I’m pleased to say that today’s lesson went quite well. The smartboard was a bit challenging, but the kids did not seem that distracted and, happily, really picked up on the whole concept of close reading — even finding a couple of new interesting things to point out in the first chapter.
They will now annotate their own chapters and present the results to the class seminar-style (pencils in hand, book at the ready.)
The children’s questions always take me into new directions. One year a child asked, “How can Fern understand the animals?” Their answers included:
• Because the animals know and trust her.
• Because she was so quiet and silent and listened hard.
• Because the whole story is in Fern’s imagination.

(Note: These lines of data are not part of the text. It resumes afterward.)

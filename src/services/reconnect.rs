use std::time::Duration;

/// How long the status channel waits before reopening an abnormally closed
/// socket.
#[derive(Debug, Clone, PartialEq, Eq)]
pub enum ReconnectPolicy {
    /// Same delay before every attempt.
    Fixed {
        delay: Duration,
        max_attempts: Option<u32>,
    },
    /// Delay doubles with each consecutive failure, starting at `initial` and
    /// never exceeding `max`.
    Exponential {
        initial: Duration,
        max: Duration,
        max_attempts: Option<u32>,
    },
}

impl Default for ReconnectPolicy {
    fn default() -> Self {
        ReconnectPolicy::Exponential {
            initial: Duration::from_millis(5000),
            max: Duration::from_secs(60),
            max_attempts: None,
        }
    }
}

impl ReconnectPolicy {
    pub fn fixed(delay: Duration) -> Self {
        ReconnectPolicy::Fixed {
            delay,
            max_attempts: None,
        }
    }

    /// Delay before reconnect attempt number `attempt` (zero based), or
    /// `None` once the attempt budget is spent.
    pub fn delay_for(&self, attempt: u32) -> Option<Duration> {
        match self {
            ReconnectPolicy::Fixed { delay, max_attempts } => {
                if exhausted(*max_attempts, attempt) {
                    return None;
                }
                Some(*delay)
            }
            ReconnectPolicy::Exponential {
                initial,
                max,
                max_attempts,
            } => {
                if exhausted(*max_attempts, attempt) {
                    return None;
                }
                let factor = 1u32.checked_shl(attempt.min(31)).unwrap_or(u32::MAX);
                let delay = initial.checked_mul(factor).unwrap_or(*max);
                Some(delay.min(*max))
            }
        }
    }
}

fn exhausted(max_attempts: Option<u32>, attempt: u32) -> bool {
    matches!(max_attempts, Some(limit) if attempt >= limit)
}
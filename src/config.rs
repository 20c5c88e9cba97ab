use anyhow::{anyhow, Context, Result};
use serde::{Deserialize, Serialize};
use std::env;
use std::time::Duration;
use url::Url;

use crate::services::reconnect::ReconnectPolicy;

#[derive(Debug, Clone, Serialize, Deserialize)]
pub struct Config {
    pub server_address: String,
    pub restapi_endpoint: String,
    pub websocket_url: String,
    pub keycloak_url: String,
    pub keycloak_realm: String,
    pub keycloak_client_id: String,
    pub keycloak_client_secret: Option<String>,
    pub keycloak_username: Option<String>,
    pub keycloak_password: Option<String>,
    pub keycloak_refresh_token: Option<String>,
    pub access_token: Option<String>,
    pub log_level: String,
    pub reconnect_backoff: String,
    pub reconnect_delay_ms: u64,
    pub reconnect_max_delay_ms: u64,
    pub reconnect_max_attempts: Option<u32>,
    pub directory_poll_secs: u64,
    pub refetch_on_status_update: bool,
}

impl Config {
    pub fn load() -> Result<Self> {
        // .env подгружается только если явно указано USE_DOTENV=true
        if env::var("USE_DOTENV").ok().as_deref() == Some("true") {
            dotenv::dotenv().ok();
        }

        let config = Config {
            server_address: env::var("SERVER_ADDRESS")
                .unwrap_or_else(|_| "127.0.0.1:3002".to_string()),
            restapi_endpoint: env::var("RESTAPI_ENDPOINT")
                .unwrap_or_else(|_| "http://localhost:8081/v1".to_string()),
            websocket_url: env::var("WEBSOCKET_CONNECTION_URL")
                .unwrap_or_else(|_| "ws://localhost:8081/v1/websocket".to_string()),
            keycloak_url: env::var("KEYCLOAK_URL")
                .unwrap_or_else(|_| "http://localhost:8080".to_string()),
            keycloak_realm: env::var("KEYCLOAK_REALM")
                .unwrap_or_else(|_| "clusterManager".to_string()),
            keycloak_client_id: env::var("KEYCLOAK_CLIENT_ID")
                .unwrap_or_else(|_| "clustermanagerclient".to_string()),
            keycloak_client_secret: env::var("KEYCLOAK_CLIENT_SECRET").ok(),
            keycloak_username: env::var("KEYCLOAK_USERNAME").ok(),
            keycloak_password: env::var("KEYCLOAK_PASSWORD").ok(),
            keycloak_refresh_token: env::var("KEYCLOAK_REFRESH_TOKEN").ok(),
            access_token: env::var("ACCESS_TOKEN").ok(),
            log_level: env::var("RUST_LOG")
                .unwrap_or_else(|_| "info".to_string()),
            reconnect_backoff: env::var("RECONNECT_BACKOFF")
                .unwrap_or_else(|_| "exponential".to_string()),
            reconnect_delay_ms: parse_var("RECONNECT_DELAY_MS", 5000)?,
            reconnect_max_delay_ms: parse_var("RECONNECT_MAX_DELAY_MS", 60_000)?,
            reconnect_max_attempts: parse_optional_var("RECONNECT_MAX_ATTEMPTS")?,
            directory_poll_secs: parse_var("DIRECTORY_POLL_SECS", 30)?,
            refetch_on_status_update: parse_var("REFETCH_ON_STATUS_UPDATE", true)?,
        };

        config.validate()?;
        Ok(config)
    }

    /// Checks the values that cannot be caught by parsing alone.
    pub fn validate(&self) -> Result<()> {
        let ws = Url::parse(&self.websocket_url)
            .with_context(|| format!("WEBSOCKET_CONNECTION_URL is not a valid URL: {}", self.websocket_url))?;
        if ws.scheme() != "ws" && ws.scheme() != "wss" {
            return Err(anyhow!(
                "WEBSOCKET_CONNECTION_URL must use ws:// or wss://, got {}://",
                ws.scheme()
            ));
        }

        Url::parse(&self.restapi_endpoint)
            .with_context(|| format!("RESTAPI_ENDPOINT is not a valid URL: {}", self.restapi_endpoint))?;

        self.reconnect_policy()?;

        if self.directory_poll_secs == 0 {
            return Err(anyhow!("DIRECTORY_POLL_SECS must be greater than zero"));
        }

        Ok(())
    }

    pub fn reconnect_policy(&self) -> Result<ReconnectPolicy> {
        let delay = Duration::from_millis(self.reconnect_delay_ms);
        match self.reconnect_backoff.to_ascii_lowercase().as_str() {
            "fixed" => Ok(ReconnectPolicy::Fixed {
                delay,
                max_attempts: self.reconnect_max_attempts,
            }),
            "exponential" => {
                if self.reconnect_max_delay_ms < self.reconnect_delay_ms {
                    return Err(anyhow!(
                        "RECONNECT_MAX_DELAY_MS ({}) is smaller than RECONNECT_DELAY_MS ({})",
                        self.reconnect_max_delay_ms,
                        self.reconnect_delay_ms
                    ));
                }
                Ok(ReconnectPolicy::Exponential {
                    initial: delay,
                    max: Duration::from_millis(self.reconnect_max_delay_ms),
                    max_attempts: self.reconnect_max_attempts,
                })
            }
            other => Err(anyhow!("Unknown RECONNECT_BACKOFF '{}', expected 'fixed' or 'exponential'", other)),
        }
    }

    pub fn directory_poll_interval(&self) -> Duration {
        Duration::from_secs(self.directory_poll_secs)
    }

    fn api_base(&self) -> &str {
        self.restapi_endpoint.trim_end_matches('/')
    }

    pub fn clusters_url(&self) -> String {
        format!("{}/clusters", self.api_base())
    }

    pub fn cluster_url(&self, id: &str) -> String {
        format!("{}/clusters/{}", self.api_base(), id)
    }

    pub fn cluster_upgrade_url(&self, id: &str) -> String {
        format!("{}/clusters/upgrade/{}", self.api_base(), id)
    }

    pub fn kubeconfig_url(&self) -> String {
        format!("{}/clusters/generate-config", self.api_base())
    }

    pub fn kube_versions_url(&self) -> String {
        format!("{}/kubeversion/", self.api_base())
    }

    pub fn host_clusters_url(&self) -> String {
        format!("{}/host-clusters/", self.api_base())
    }

    pub fn subscriptions_url(&self) -> String {
        format!("{}/public/subscriptions", self.api_base())
    }

    pub fn subscription_check_url(&self) -> String {
        format!("{}/users/subscription-check", self.api_base())
    }

    pub fn subscription_request_url(&self) -> String {
        format!("{}/users/subscription-request", self.api_base())
    }

    pub fn keycloak_token_url(&self) -> String {
        format!("{}/realms/{}/protocol/openid-connect/token", self.keycloak_url.trim_end_matches('/'), self.keycloak_realm)
    }

    pub fn keycloak_logout_url(&self) -> String {
        format!("{}/realms/{}/protocol/openid-connect/logout", self.keycloak_url.trim_end_matches('/'), self.keycloak_realm)
    }
}

fn parse_var<T>(name: &str, default: T) -> Result<T>
where
    T: std::str::FromStr,
    T::Err: std::fmt::Display,
{
    match env::var(name) {
        Ok(raw) => raw
            .trim()
            .parse::<T>()
            .map_err(|e| anyhow!("Invalid value for {}: '{}' ({})", name, raw, e)),
        Err(_) => Ok(default),
    }
}

fn parse_optional_var<T>(name: &str) -> Result<Option<T>>
where
    T: std::str::FromStr,
    T::Err: std::fmt::Display,
{
    match env::var(name) {
        Ok(raw) => raw
            .trim()
            .parse::<T>()
            .map(Some)
            .map_err(|e| anyhow!("Invalid value for {}: '{}' ({})", name, raw, e)),
        Err(_) => Ok(None),
    }
}
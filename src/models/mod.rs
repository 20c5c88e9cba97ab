// Data structures shared by the services and the local API

pub mod cluster;
pub mod response;
pub mod status;
pub mod subscription;

pub use cluster::*;
pub use response::*;
pub use status::*;
pub use subscription::*;
// Общие помощники для интеграционных тестов
#![allow(dead_code)]

use axum::Router;
use std::sync::Once;
use std::time::Duration;
use tokio::net::{TcpListener, TcpStream};
use tokio::sync::mpsc;
use tokio_tungstenite::tungstenite::handshake::server::{ErrorResponse, Request, Response};
use tokio_tungstenite::{accept_hdr_async, WebSocketStream};

use cluster_dashboard::{
    services::{ChannelOptions, ReconnectPolicy},
    AppState, AuthService, ClusterService, Config, StatusSyncChannel,
};

static INIT: Once = Once::new();

/// Инициализация логгирования для тестов (вызывается один раз)
pub fn init_test_logging() {
    INIT.call_once(|| {
        let _ = tracing_subscriber::fmt()
            .with_max_level(tracing::Level::DEBUG)
            .with_test_writer()
            .try_init();
    });
}

/// Тестовая конфигурация со статическим токеном
pub fn test_config(api: &str, websocket: &str) -> Config {
    Config {
        server_address: "127.0.0.1:0".to_string(),
        restapi_endpoint: api.to_string(),
        websocket_url: websocket.to_string(),
        keycloak_url: "http://127.0.0.1:9".to_string(),
        keycloak_realm: "clusterManager".to_string(),
        keycloak_client_id: "clustermanagerclient".to_string(),
        keycloak_client_secret: None,
        keycloak_username: None,
        keycloak_password: None,
        keycloak_refresh_token: None,
        access_token: Some("static-test-token".to_string()),
        log_level: "debug".to_string(),
        reconnect_backoff: "fixed".to_string(),
        reconnect_delay_ms: 100,
        reconnect_max_delay_ms: 1000,
        reconnect_max_attempts: None,
        directory_poll_secs: 30,
        refetch_on_status_update: false,
    }
}

pub fn fast_options(websocket: &str, delay_ms: u64) -> ChannelOptions {
    ChannelOptions::new(websocket)
        .with_policy(ReconnectPolicy::fixed(Duration::from_millis(delay_ms)))
        .with_refetch_on_update(false)
}

pub fn test_app_state(config: Config) -> AppState {
    let auth_service = AuthService::new(&config).unwrap();
    let cluster_service = ClusterService::new(&config).unwrap();
    let channel = StatusSyncChannel::mount(fast_options(&config.websocket_url, 60_000));
    AppState {
        config,
        auth_service,
        cluster_service,
        channel,
    }
}

/// Serves `app` on an ephemeral port and returns its base URL.
pub async fn spawn_http(app: Router) -> String {
    let listener = TcpListener::bind("127.0.0.1:0").await.unwrap();
    let addr = listener.local_addr().unwrap();
    tokio::spawn(async move {
        axum::serve(listener, app).await.unwrap();
    });
    format!("http://{}", addr)
}

pub struct ServerConn {
    pub path: String,
    pub socket: WebSocketStream<TcpStream>,
}

/// Minimal status socket server. Every accepted connection is handed to
/// the test through the returned receiver.
pub async fn spawn_ws_server() -> (String, mpsc::UnboundedReceiver<ServerConn>) {
    let listener = TcpListener::bind("127.0.0.1:0").await.unwrap();
    let addr = listener.local_addr().unwrap();
    let (tx, rx) = mpsc::unbounded_channel();

    tokio::spawn(async move {
        while let Ok((stream, _)) = listener.accept().await {
            let tx = tx.clone();
            tokio::spawn(async move {
                let mut path = String::new();
                let accepted = accept_hdr_async(
                    stream,
                    |req: &Request, resp: Response| -> Result<Response, ErrorResponse> {
                        path = req.uri().path().to_string();
                        Ok(resp)
                    },
                )
                .await;
                if let Ok(socket) = accepted {
                    let _ = tx.send(ServerConn { path, socket });
                }
            });
        }
    });

    (format!("ws://{}/v1/websocket", addr), rx)
}

/// Address nothing listens on.
pub async fn unused_ws_base() -> String {
    let listener = TcpListener::bind("127.0.0.1:0").await.unwrap();
    let addr = listener.local_addr().unwrap();
    drop(listener);
    format!("ws://{}/v1/websocket", addr)
}
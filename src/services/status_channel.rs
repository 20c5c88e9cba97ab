use futures_util::{SinkExt, StreamExt};
use std::collections::HashMap;
use std::sync::{Arc, Mutex, MutexGuard, Weak};
use tokio::sync::{oneshot, watch, Notify};
use tokio::task::JoinHandle;
use tokio_tungstenite::connect_async;
use tokio_tungstenite::tungstenite::protocol::frame::coding::CloseCode;
use tokio_tungstenite::tungstenite::protocol::CloseFrame;
use tokio_tungstenite::tungstenite::Message;
use tracing::{debug, info, warn};

use crate::models::{Cluster, ClusterStatusEntry};
use crate::services::status_core::{
    ChannelCore, ChannelOptions, Command, ConnectionId, LinkState, TimerId, ABNORMAL_CLOSURE,
    NO_STATUS_RECEIVED,
};

/// Live cluster-status feed for one signed-in user.
///
/// Handles are cheap to clone and share one socket and one status table.
/// Dropping the last handle has the same effect as [`unmount`].
///
/// All methods that can open a socket must be called from inside a Tokio
/// runtime.
///
/// [`unmount`]: StatusSyncChannel::unmount
#[derive(Clone)]
pub struct StatusSyncChannel {
    shared: Arc<Shared>,
}

struct Shared {
    inner: Mutex<Inner>,
    table_tx: watch::Sender<Vec<ClusterStatusEntry>>,
    link_tx: watch::Sender<LinkState>,
    refresh: Arc<Notify>,
}

struct Inner {
    core: ChannelCore,
    sockets: HashMap<ConnectionId, SocketHandle>,
    timers: HashMap<TimerId, JoinHandle<()>>,
}

struct SocketHandle {
    close_tx: oneshot::Sender<()>,
    _task: JoinHandle<()>,
}

impl StatusSyncChannel {
    pub fn mount(options: ChannelOptions) -> Self {
        let (table_tx, _) = watch::channel(Vec::new());
        let (link_tx, _) = watch::channel(LinkState::Disconnected);
        let shared = Arc::new(Shared {
            inner: Mutex::new(Inner {
                core: ChannelCore::new(options),
                sockets: HashMap::new(),
                timers: HashMap::new(),
            }),
            table_tx,
            link_tx,
            refresh: Arc::new(Notify::new()),
        });
        Self { shared }
    }

    /// Opens (or replaces) the socket for `user_id`.
    pub fn connect(&self, user_id: &str) {
        self.shared.dispatch(|core| core.connect(user_id));
    }

    pub fn on_directory_loaded(&self, clusters: &[Cluster]) {
        self.shared.dispatch(|core| core.on_directory_loaded(clusters));
    }

    pub fn on_directory_failed(&self) {
        self.shared.dispatch(|core| {
            core.on_directory_failed();
            Vec::new()
        });
    }

    /// Closes the socket with code 1000, cancels any pending reconnect and
    /// clears the table. Later events are ignored.
    pub fn unmount(&self) {
        self.shared.dispatch(|core| core.teardown());
    }

    pub fn is_mounted(&self) -> bool {
        !self.shared.lock().core.is_torn_down()
    }

    pub fn table(&self) -> Vec<ClusterStatusEntry> {
        self.shared.table_tx.borrow().clone()
    }

    /// Read-only view that changes whenever the table does.
    pub fn subscribe(&self) -> watch::Receiver<Vec<ClusterStatusEntry>> {
        self.shared.table_tx.subscribe()
    }

    pub fn link_state(&self) -> LinkState {
        *self.shared.link_tx.borrow()
    }

    pub fn watch_link(&self) -> watch::Receiver<LinkState> {
        self.shared.link_tx.subscribe()
    }

    /// Whether the most recent directory fetch failed.
    pub fn directory_error(&self) -> bool {
        self.shared.lock().core.directory_error()
    }

    pub fn user_id(&self) -> Option<String> {
        self.shared.lock().core.user_id().map(str::to_string)
    }

    /// Notified when the cluster directory should be fetched again.
    pub fn refresh_signal(&self) -> Arc<Notify> {
        self.shared.refresh.clone()
    }
}

impl Shared {
    fn lock(&self) -> MutexGuard<'_, Inner> {
        self.inner.lock().unwrap_or_else(|poisoned| poisoned.into_inner())
    }

    fn dispatch<F>(self: &Arc<Self>, event: F)
    where
        F: FnOnce(&mut ChannelCore) -> Vec<Command>,
    {
        let mut inner = self.lock();
        let commands = event(&mut inner.core);
        self.execute(Arc::downgrade(self), &mut inner, commands);
        self.publish(&inner.core);
    }

    // Runs under the lock so commands from concurrent events never interleave.
    fn execute(&self, weak: Weak<Shared>, inner: &mut Inner, commands: Vec<Command>) {
        for command in commands {
            match command {
                Command::Open { conn, url } => {
                    let (close_tx, close_rx) = oneshot::channel();
                    let weak = weak.clone();
                    let task = tokio::spawn(async move {
                        run_connection(weak.clone(), conn, url, close_rx).await;
                        if let Some(shared) = weak.upgrade() {
                            shared.lock().sockets.remove(&conn);
                        }
                    });
                    inner.sockets.insert(conn, SocketHandle { close_tx, _task: task });
                }
                Command::Close { conn } => {
                    if let Some(socket) = inner.sockets.remove(&conn) {
                        let _ = socket.close_tx.send(());
                    }
                }
                Command::ScheduleReconnect { timer, delay } => {
                    let weak = weak.clone();
                    let task = tokio::spawn(async move {
                        tokio::time::sleep(delay).await;
                        if let Some(shared) = weak.upgrade() {
                            shared.lock().timers.remove(&timer);
                            shared.dispatch(|core| core.on_reconnect_timer(timer));
                        }
                    });
                    inner.timers.insert(timer, task);
                }
                Command::CancelReconnect { timer } => {
                    if let Some(task) = inner.timers.remove(&timer) {
                        task.abort();
                    }
                }
                Command::RefreshDirectory => self.refresh.notify_one(),
            }
        }
    }

    fn publish(&self, core: &ChannelCore) {
        let entries = core.table().entries();
        self.table_tx.send_if_modified(|current| {
            if current.as_slice() == entries {
                false
            } else {
                *current = entries.to_vec();
                true
            }
        });

        let link = core.link_state();
        self.link_tx.send_if_modified(|current| {
            if *current == link {
                false
            } else {
                *current = link;
                true
            }
        });
    }
}

impl Drop for Shared {
    fn drop(&mut self) {
        let inner = self.inner.get_mut().unwrap_or_else(|poisoned| poisoned.into_inner());
        let commands = inner.core.teardown();
        for command in commands {
            match command {
                Command::Close { conn } => {
                    if let Some(socket) = inner.sockets.remove(&conn) {
                        let _ = socket.close_tx.send(());
                    }
                }
                Command::CancelReconnect { timer } => {
                    if let Some(task) = inner.timers.remove(&timer) {
                        task.abort();
                    }
                }
                _ => {}
            }
        }
    }
}

fn dispatch<F>(shared: &Weak<Shared>, event: F)
where
    F: FnOnce(&mut ChannelCore) -> Vec<Command>,
{
    if let Some(shared) = shared.upgrade() {
        shared.dispatch(event);
    }
}

async fn run_connection(
    shared: Weak<Shared>,
    conn: ConnectionId,
    url: String,
    mut close_rx: oneshot::Receiver<()>,
) {
    let handshake = tokio::select! {
        result = connect_async(url.as_str()) => result,
        _ = &mut close_rx => {
            debug!("Status connection #{} closed before the handshake finished", conn);
            return;
        }
    };

    let socket = match handshake {
        Ok((socket, _)) => socket,
        Err(e) => {
            warn!("Status connection #{} to {} failed: {}", conn, url, e);
            dispatch(&shared, |core| core.on_error(conn));
            dispatch(&shared, |core| core.on_close(conn, ABNORMAL_CLOSURE));
            return;
        }
    };

    dispatch(&shared, |core| {
        core.on_open(conn);
        Vec::new()
    });

    let (mut sink, mut stream) = socket.split();
    loop {
        tokio::select! {
            _ = &mut close_rx => {
                let frame = CloseFrame {
                    code: CloseCode::Normal,
                    reason: "".into(),
                };
                if let Err(e) = sink.send(Message::Close(Some(frame))).await {
                    debug!("Status connection #{} close handshake failed: {}", conn, e);
                }
                return;
            }
            frame = stream.next() => match frame {
                Some(Ok(Message::Text(text))) => {
                    dispatch(&shared, |core| core.on_message(conn, &text));
                }
                Some(Ok(Message::Close(frame))) => {
                    let code = frame
                        .map(|f| u16::from(f.code))
                        .unwrap_or(NO_STATUS_RECEIVED);
                    info!("Status connection #{} received close frame ({})", conn, code);
                    let _ = sink.close().await;
                    dispatch(&shared, |core| core.on_close(conn, code));
                    return;
                }
                Some(Ok(_)) => {}
                Some(Err(e)) => {
                    warn!("Status connection #{} transport error: {}", conn, e);
                    dispatch(&shared, |core| core.on_error(conn));
                    dispatch(&shared, |core| core.on_close(conn, ABNORMAL_CLOSURE));
                    return;
                }
                None => {
                    dispatch(&shared, |core| core.on_close(conn, ABNORMAL_CLOSURE));
                    return;
                }
            }
        }
    }
}
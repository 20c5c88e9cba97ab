use axum::{http::StatusCode, response::Json};
use serde_json::{json, Value};
use tracing::{error, warn};

use crate::services::RemoteApiError;
use crate::AppState;

pub mod cluster_handler;
pub mod health_handler;
pub mod status_handler;
pub mod subscription_handler;
pub mod user_handler;

pub type HandlerError = (StatusCode, Json<Value>);

/// Bearer token of the dashboard session, or 401.
pub(crate) async fn session_token(state: &AppState) -> Result<String, HandlerError> {
    state.auth_service.access_token().await.map_err(|e| {
        warn!("No session token available: {}", e);
        (
            StatusCode::UNAUTHORIZED,
            Json(json!({
                "error": "Unauthorized",
                "message": "Dashboard session is not signed in"
            })),
        )
    })
}

/// Relays cluster API rejections with their status; anything else is 502.
pub(crate) fn upstream_error(e: anyhow::Error) -> HandlerError {
    if let Some(remote) = e.downcast_ref::<RemoteApiError>() {
        warn!("{:#}", e);
        let status = StatusCode::from_u16(remote.status.as_u16()).unwrap_or(StatusCode::BAD_GATEWAY);
        return (
            status,
            Json(json!({
                "error": status.canonical_reason().unwrap_or("Error"),
                "message": remote.detail
            })),
        );
    }

    error!("{:#}", e);
    (
        StatusCode::BAD_GATEWAY,
        Json(json!({
            "error": "Bad Gateway",
            "message": e.to_string()
        })),
    )
}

• E. B. White did it to keep the child reader interested.
• The author needed to do something to keep Fern in the story.
• Watching something a long time makes you understand it.
I also posed the question on child_lit. Those answers (including those suggesting something about the magic of childhood and issues of faith) are in the October 1999 archives.
I always like to ask the children who the heroes of the story are. This provokes such a fascinating conversation about what it means to be a hero. It was particularly important the year of 9/11 and you can see what we did that year here.
Finally, for anyone interested in doing a study like mine with children, here are some useful resources:
Edinger, Monica. (2001). Using Beloved Classics to Deepen Reading Comprehension. New York: Scholastic Professional Books, 2001. Chapter 2, “Digging Deep with Authors: A Study of E. B. White.” In this chapter I provide detailed information on how to do this study, including and especially the close reading.
Nodelman, Perry and Mavis Reimer. (2003) . The Pleasures of Children’s Literature, Third Edition. Boston: Allyn and Bacon. Chapter 4, “Strategies for Reading a Literary Text” has a wonderful section on Charlotte’s Web. The whole book is well worth reading, for that matter.
White, E. B. (1994). The Annotated Charlotte’s Web. Introduction and Notes by Peter F. Neumeyer. New York: HarperCollins. Peter was on child_lit and I was a bit dismayed when this book first came out, worrying that my students would now stop doing their own annotating and just look at Peter’s instead. However, his annotations are very different from ours and the book is actually a useful resource for children who become stuck. The year this book came up my class wrote Peter of their findings and he wrote back a beautiful email, commenting on what each child had discovered.
Elledge, Scott. (1984). E. B. White: A Biography. New York : W. W. Norton. This book is filled with interesting information and has some wonderful stuff that I haven’t found elsewhere.